PMCID: PMC2900537 NIHMSID: NIHMS202044 PMID: 20510449

Abstract

Quick cytosolic calcium clearance is essential for the effective modulation of various cellular functions. An excess of cytosolic calcium after influx is largely removed via ATP-dependent mechanisms located in the plasma membrane and the endoplasmic reticulum. Therefore, calcium clearance depends critically on the adequate supply of ATP, which may come from either glycolysis or mitochondria, or both. However, it presently remains unknown the degree to which individual ATP generating pathways - glycolysis and mitochondria power ATP-dependent calcium as well as other vital ion clearance mechanisms in neurons. In this study, we explored the relationship between the energy generating pathways and ion clearance mechanisms in neurons by characterizing the effects of glycolytic and mitochondrial inhibitors of ATP synthesis on calcium clearance kinetics in the soma, dendrites and spines. Stimulation of cultured cerebellar granule cells by brief pulses of 60 mM potassium ACSF, and electrical stimulation of purkinje cells in acutely prepared slices led to a transient calcium influx, whose clearance was largely mediated by the plasma membrane Ca²⁺-ATPase pump.
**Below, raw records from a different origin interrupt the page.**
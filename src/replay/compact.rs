//! Snapshot Compaction
//!
//! Filters the full snapshot sequence down to the frames that matter for
//! item timing: the initial snapshot, every must-keep snapshot, and the
//! final snapshot. The final one is retained regardless of its flag since
//! the validator compares it against the authoritative summary.
//!
//! Flags were already computed during the fold; this pass only filters, so
//! there is no index-shift hazard from mutating while scanning.

use crate::replay::state::Snapshot;
use serde::Serialize;
use tracing::debug;

/// Outcome counts for one compaction pass.
#[derive(Debug, Clone, Copy, Default, Serialize)]
pub struct CompactionStats {
    pub input: usize,
    pub retained: usize,
    pub dropped: usize,
}

/// Retain initial, must-keep, and final snapshots; drop the rest.
pub fn compact_snapshots(snapshots: Vec<Snapshot>) -> (Vec<Snapshot>, CompactionStats) {
    let input = snapshots.len();
    if input == 0 {
        return (snapshots, CompactionStats::default());
    }

    let last = input - 1;
    let retained: Vec<Snapshot> = snapshots
        .into_iter()
        .enumerate()
        .filter(|(i, snapshot)| *i == 0 || *i == last || snapshot.must_keep)
        .map(|(_, snapshot)| snapshot)
        .collect();

    let stats = CompactionStats {
        input,
        retained: retained.len(),
        dropped: input - retained.len(),
    };
    debug!(
        input = stats.input,
        retained = stats.retained,
        dropped = stats.dropped,
        "Compacted snapshot sequence"
    );
    (retained, stats)
}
Inhibition of glycolysis by deoxyglucose or iodoacetic acid resulted in a marked slowing in calcium clearance in the soma, dendrites, and spines with the spines affected the most. However, inhibition of the mitochondrial citric acid cycle with fluoroacetate and arsenite, or mitochondrial ATP-synthase with oligomycin did not produce any immediate effects on calcium clearance kinetics in any of those neuronal regions. Although cytosolic calcium clearance was not affected by the inhibition of mitochondria, the magnitude of the calcium clearance delay induced by glycolytic inhibitors in different neuronal compartments was related to their mitochondrial density. Conversely, the endoplasmic reticulum Ca²⁺-ATPase pump activity is fuelled by both glycolytic and mitochondrial ATP, as evidenced by a minimal change in the endoplasmic reticulum calcium contents in cells treated with either deoxyglucose supplemented with lactate or arsenite. Taken together, these data suggest that calcium clearance in cerebellar granule and purkinje cells relies on the plasma membrane Ca²⁺-ATPase, and is powered by glycolysis.

1. Introduction

Evoked ion fluxes across the plasma membrane allow rapid intracellular communications in neurons, which is the basis for the transformation of information. An ion influx into the cell is governed by the electrochemical gradient, whereas efflux or ion clearance from the cell requires energy in the form of ATP [1]. In fact, nearly 70 % of all neuronal ATP is consumed to reverse ion fluxes [2, 3]. Although calcium clearance accounts for the consumption of only ~ 15 % of neuronal ATP [4], it is critical due to the extreme toxicity of calcium ions [5].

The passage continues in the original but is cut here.